Getting Started: Lustre over ZFS, in an hour or less

Getting Started: Lustre over ZFS, in an hour or less

Tutorial: By WARP Mechanics’ CTO.

Summary

This post will show you how to get a basic working Lustre + ZFS on Linux system working in a VM.

It is not intended to be a guide for installing a production system. I strongly recommend that you contact us for more comprehensive help if you’re thinking about a scale deployment along those lines.

It will provide a fast way to get a working test environment, to get you familiar with the basics.

ZFS on Linux (also known as “ZOL”; http://zfsonlinux.org) in general, and ZFS+Lustre integration in particular, are primarily developed by Lawrence Livermore National Labs (www.llnl.gov). They also provided assistance in creating the procedures in this guide. A portion of the text in this guide was adapted and updated from the ZOL website.

Lustre itself is community software, with a wide base of commercial and government contributors. If you find core defects in Lustre (and are certain they really are bugs!) then the best way to report them is through the JIRA system that is presently hosted by Intel. (https://jira.hpdd.intel.com)

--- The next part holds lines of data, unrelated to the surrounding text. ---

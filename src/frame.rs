//! # Frame demuxing
//!
//! This module provides the raw frame container delivered by the camera, and the transforms which
//! split it into the left and right grayscale planes and the merged color view.
//!
//! The sensor interleaves both imagers into one 16 bit per pixel buffer. The byte order is a
//! property of the sensor wiring: the byte at an even offset belongs to the **right** imager and
//! the byte at an odd offset to the **left** one. Swapping them silently mirrors the stereo
//! geometry, so the offsets are named constants below and covered by tests.

// -----------------------------------------------------------------------------------------------
// IMPORTS
// -----------------------------------------------------------------------------------------------

use std::fmt;
use std::time::Duration;

use image::{Bgr, GrayImage, ImageBuffer, Luma};

use crate::error::*;

// -----------------------------------------------------------------------------------------------
// CONSTANTS
// -----------------------------------------------------------------------------------------------

/// Offset within each 2 byte raw pixel of the right imager's sample.
pub const RIGHT_PLANE_OFFSET: usize = 0;

/// Offset within each 2 byte raw pixel of the left imager's sample.
pub const LEFT_PLANE_OFFSET: usize = 1;

/// Offset of the blue channel within each 3 byte color pixel.
pub const BLUE_OFFSET: usize = 0;

/// Offset of the green channel within each 3 byte color pixel.
pub const GREEN_OFFSET: usize = 1;

/// Offset of the red channel within each 3 byte color pixel.
pub const RED_OFFSET: usize = 2;

// -----------------------------------------------------------------------------------------------
// TYPES
// -----------------------------------------------------------------------------------------------

/// A single channel 8 bit image, `cols` wide and `rows` high.
pub type Plane = GrayImage;

/// A three channel image stored in B, G, R order.
pub type ColorImage = ImageBuffer<Bgr<u8>, Vec<u8>>;

// -----------------------------------------------------------------------------------------------
// DATA STRUCTURES
// -----------------------------------------------------------------------------------------------

/// Pixel formats the camera can deliver.
#[derive(Debug, Clone, Copy, PartialEq, Eq, Hash)]
pub enum PixelFormat {
    /// Both imagers interleaved, one byte each.
    Raw16,
    /// A single 8 bit plane.
    Mono8,
    /// Packed 8 bit blue, green, red.
    Bgr8
}

/// One buffer as delivered by the camera, before demuxing.
///
/// A raw frame lives for a single acquisition iteration.
#[derive(Debug, Clone)]
pub struct RawFrame {
    data: Vec<u8>,
    pub rows: u32,
    pub cols: u32,
    pub pixel_format: PixelFormat,

    /// Capture time relative to the start of capture.
    pub timestamp: Duration,

    /// Sequence number assigned by the camera.
    pub sequence: u64
}

// -----------------------------------------------------------------------------------------------
// IMPLEMENTATIONS
// -----------------------------------------------------------------------------------------------

impl PixelFormat {
    /// Number of bytes a single pixel occupies in a buffer of this format.
    pub fn bytes_per_pixel(&self) -> usize {
        match self {
            PixelFormat::Raw16 => 2,
            PixelFormat::Mono8 => 1,
            PixelFormat::Bgr8 => 3
        }
    }

    pub fn name(&self) -> &'static str {
        match self {
            PixelFormat::Raw16 => "RAW16",
            PixelFormat::Mono8 => "MONO8",
            PixelFormat::Bgr8 => "BGR8"
        }
    }

    /// Expected buffer length for an image of the given size.
    pub fn buffer_len(&self, rows: u32, cols: u32) -> usize {
        rows as usize * cols as usize * self.bytes_per_pixel()
    }
}

impl fmt::Display for PixelFormat {
    fn fmt(&self, f: &mut fmt::Formatter<'_>) -> fmt::Result {
        f.write_str(self.name())
    }
}

impl RawFrame {
    /// Wrap a buffer received from the camera.
    ///
    /// The buffer length is checked against the declared size and pixel format.
    pub fn new(
        data: Vec<u8>,
        rows: u32,
        cols: u32,
        pixel_format: PixelFormat,
        timestamp: Duration,
        sequence: u64
    ) -> Result<Self> {
        check_len(data.len(), rows, cols, pixel_format)?;

        Ok(Self {
            data,
            rows,
            cols,
            pixel_format,
            timestamp,
            sequence
        })
    }

    pub fn data(&self) -> &[u8] {
        &self.data
    }

    /// Split a `Raw16` frame into its left and right planes.
    pub fn demux(&self) -> Result<(Plane, Plane)> {
        if self.pixel_format != PixelFormat::Raw16 {
            return Err(Error::Shape {
                rows: self.rows,
                cols: self.cols,
                format: PixelFormat::Raw16.name(),
                expected: PixelFormat::Raw16.buffer_len(self.rows, self.cols),
                actual: self.data.len()
            });
        }

        demux_raw(&self.data, self.rows, self.cols)
    }
}

// -----------------------------------------------------------------------------------------------
// FUNCTIONS
// -----------------------------------------------------------------------------------------------

/// Split an interleaved dual plane buffer into `(left, right)` planes.
///
/// Bytes at odd offsets go to the left plane and bytes at even offsets to the right plane.
pub fn demux_raw(buffer: &[u8], rows: u32, cols: u32) -> Result<(Plane, Plane)> {
    check_len(buffer.len(), rows, cols, PixelFormat::Raw16)?;

    let left: Vec<u8> = buffer.iter().skip(LEFT_PLANE_OFFSET).step_by(2).copied().collect();
    let right: Vec<u8> = buffer.iter().skip(RIGHT_PLANE_OFFSET).step_by(2).copied().collect();

    Ok((to_plane(left, rows, cols)?, to_plane(right, rows, cols)?))
}

/// Assemble a color image from a packed 3 byte per pixel buffer.
///
/// Offsets 0, 1 and 2 of each pixel are the blue, green and red channels.
pub fn demux_color(buffer: &[u8], rows: u32, cols: u32) -> Result<ColorImage> {
    check_len(buffer.len(), rows, cols, PixelFormat::Bgr8)?;

    let mut image = ColorImage::new(cols, rows);
    for (pixel, chunk) in image.pixels_mut().zip(buffer.chunks_exact(3)) {
        *pixel = Bgr([chunk[BLUE_OFFSET], chunk[GREEN_OFFSET], chunk[RED_OFFSET]]);
    }

    Ok(image)
}

/// Interleave a left and right plane into a dual plane buffer, the inverse of [`demux_raw`].
///
/// # Panics
///
/// Panics if the planes do not have the same dimensions.
pub fn interleave_raw(left: &Plane, right: &Plane) -> Vec<u8> {
    assert_eq!(left.dimensions(), right.dimensions(), "planes must have equal dimensions");

    let mut buffer = vec![0u8; left.as_raw().len() * 2];
    for (i, (l, r)) in left.as_raw().iter().zip(right.as_raw().iter()).enumerate() {
        buffer[2 * i + LEFT_PLANE_OFFSET] = *l;
        buffer[2 * i + RIGHT_PLANE_OFFSET] = *r;
    }

    buffer
}

/// Pack a color image into a 3 byte per pixel buffer, the inverse of [`demux_color`].
pub fn interleave_color(image: &ColorImage) -> Vec<u8> {
    let mut buffer = vec![0u8; (image.width() * image.height()) as usize * 3];
    for (chunk, pixel) in buffer.chunks_exact_mut(3).zip(image.pixels()) {
        let Bgr([b, g, r]) = *pixel;
        chunk[BLUE_OFFSET] = b;
        chunk[GREEN_OFFSET] = g;
        chunk[RED_OFFSET] = r;
    }

    buffer
}

fn check_len(actual: usize, rows: u32, cols: u32, format: PixelFormat) -> Result<()> {
    let expected = format.buffer_len(rows, cols);

    if actual != expected {
        return Err(Error::Shape {
            rows,
            cols,
            format: format.name(),
            expected,
            actual
        });
    }

    Ok(())
}

fn to_plane(data: Vec<u8>, rows: u32, cols: u32) -> Result<Plane> {
    let actual = data.len();
    ImageBuffer::<Luma<u8>, Vec<u8>>::from_raw(cols, rows, data).ok_or(Error::Shape {
        rows,
        cols,
        format: PixelFormat::Mono8.name(),
        expected: rows as usize * cols as usize,
        actual
    })
}

// -----------------------------------------------------------------------------------------------
// TESTS
// -----------------------------------------------------------------------------------------------

#[cfg(test)]
mod tests {
    use super::*;

    #[test]
    fn raw_bytes_route_odd_left_even_right() {
        let (rows, cols) = (3, 5);
        let buffer: Vec<u8> = (0..(rows * cols * 2) as u8).collect();

        let (left, right) = demux_raw(&buffer, rows, cols).unwrap();

        assert_eq!(left.dimensions(), (cols, rows));
        for (i, v) in left.as_raw().iter().enumerate() {
            assert_eq!(*v as usize, 2 * i + 1);
        }
        for (i, v) in right.as_raw().iter().enumerate() {
            assert_eq!(*v as usize, 2 * i);
        }

        assert_eq!(interleave_raw(&left, &right), buffer);
    }

    #[test]
    fn alternating_pattern_reconstructs() {
        for &(rows, cols) in &[(1u32, 1u32), (2, 7), (16, 9), (48, 64)] {
            let buffer: Vec<u8> = (0..rows * cols * 2)
                .map(|i| if i % 2 == 0 { 0x0f } else { 0xf0 })
                .collect();

            let (left, right) = demux_raw(&buffer, rows, cols).unwrap();

            assert!(left.as_raw().iter().all(|&v| v == 0xf0));
            assert!(right.as_raw().iter().all(|&v| v == 0x0f));
            assert_eq!(interleave_raw(&left, &right), buffer);
        }
    }

    #[test]
    fn raw_length_mismatch_is_shape_error() {
        let buffer = vec![0u8; 4 * 4 * 2 - 1];

        match demux_raw(&buffer, 4, 4) {
            Err(Error::Shape { expected, actual, .. }) => {
                assert_eq!(expected, 32);
                assert_eq!(actual, 31);
            },
            other => panic!("expected shape error, got {:?}", other.map(|_| ()))
        }
    }

    #[test]
    fn color_channels_merge_in_bgr_order() {
        let (rows, cols) = (2u32, 3u32);
        let n = (rows * cols) as u8;
        let blue: Vec<u8> = (0..n).collect();
        let green: Vec<u8> = (0..n).map(|v| v + 100).collect();
        let red: Vec<u8> = (0..n).map(|v| v + 200).collect();

        let mut buffer = Vec::new();
        for i in 0..n as usize {
            buffer.push(blue[i]);
            buffer.push(green[i]);
            buffer.push(red[i]);
        }

        let image = demux_color(&buffer, rows, cols).unwrap();

        for (i, pixel) in image.pixels().enumerate() {
            assert_eq!(pixel.0, [blue[i], green[i], red[i]]);
        }
        assert_eq!(interleave_color(&image), buffer);
    }

    #[test]
    fn color_length_mismatch_is_shape_error() {
        assert!(matches!(demux_color(&[0u8; 10], 2, 2), Err(Error::Shape { .. })));
    }

    #[test]
    fn raw_frame_demux_requires_raw16() {
        let frame = RawFrame::new(
            vec![0u8; 12],
            2,
            2,
            PixelFormat::Bgr8,
            Duration::from_millis(0),
            0
        ).unwrap();

        assert!(matches!(frame.demux(), Err(Error::Shape { .. })));
    }
}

However, this guide is maintained by WARP Mechanics. WARP is a premiere provider of turn-key and/or customized HPC solutions, including appliances that use Lustre/ZFS as a basis. If you find defects in the procedures below, or need help designing a full-scale HPC system, feel free to reach out to lustre@WARPmech.com.

Procedure overview

Installing a Lustre/ZFS test environment consists of the following major steps:

  1. Install the correct operating system and optional packages
  2. Set up the OS, Lustre, and ZFS configuration files
  3. Make a filesystem using loopback devices
  4. Start the services

Installing CentOS 6.4 and LUSTRE/ZFS packages

To get the correct base OS on a VM:

Create CentOS 6.4 VM

Download and install CentOS 6.4 into a VM. Do not use 6.5 or later. At the time of this writing, the 6.5 kernel does not work properly with the version of Lustre used in this procedure, although that is likely to change soon.

This is not a tutorial on installing Linux. The specific requirements for this procedure are:

  1. Ensure that the VM has at least 32GBytes of HDD space.
  2. For the specific commands in this example, “warpdemo.warpmech.com” is used as the hostname. If you change it, the copy/paste example commands will need to be changed, as the host name is used by the Lustre scripts.
  3. Use “minimal server” as a configuration baseline when installing.
  4. Select “customize now” and add the “development tools” group. Not all of these tools are strictly necessary, but tends to help with anything you are likely to do post-install.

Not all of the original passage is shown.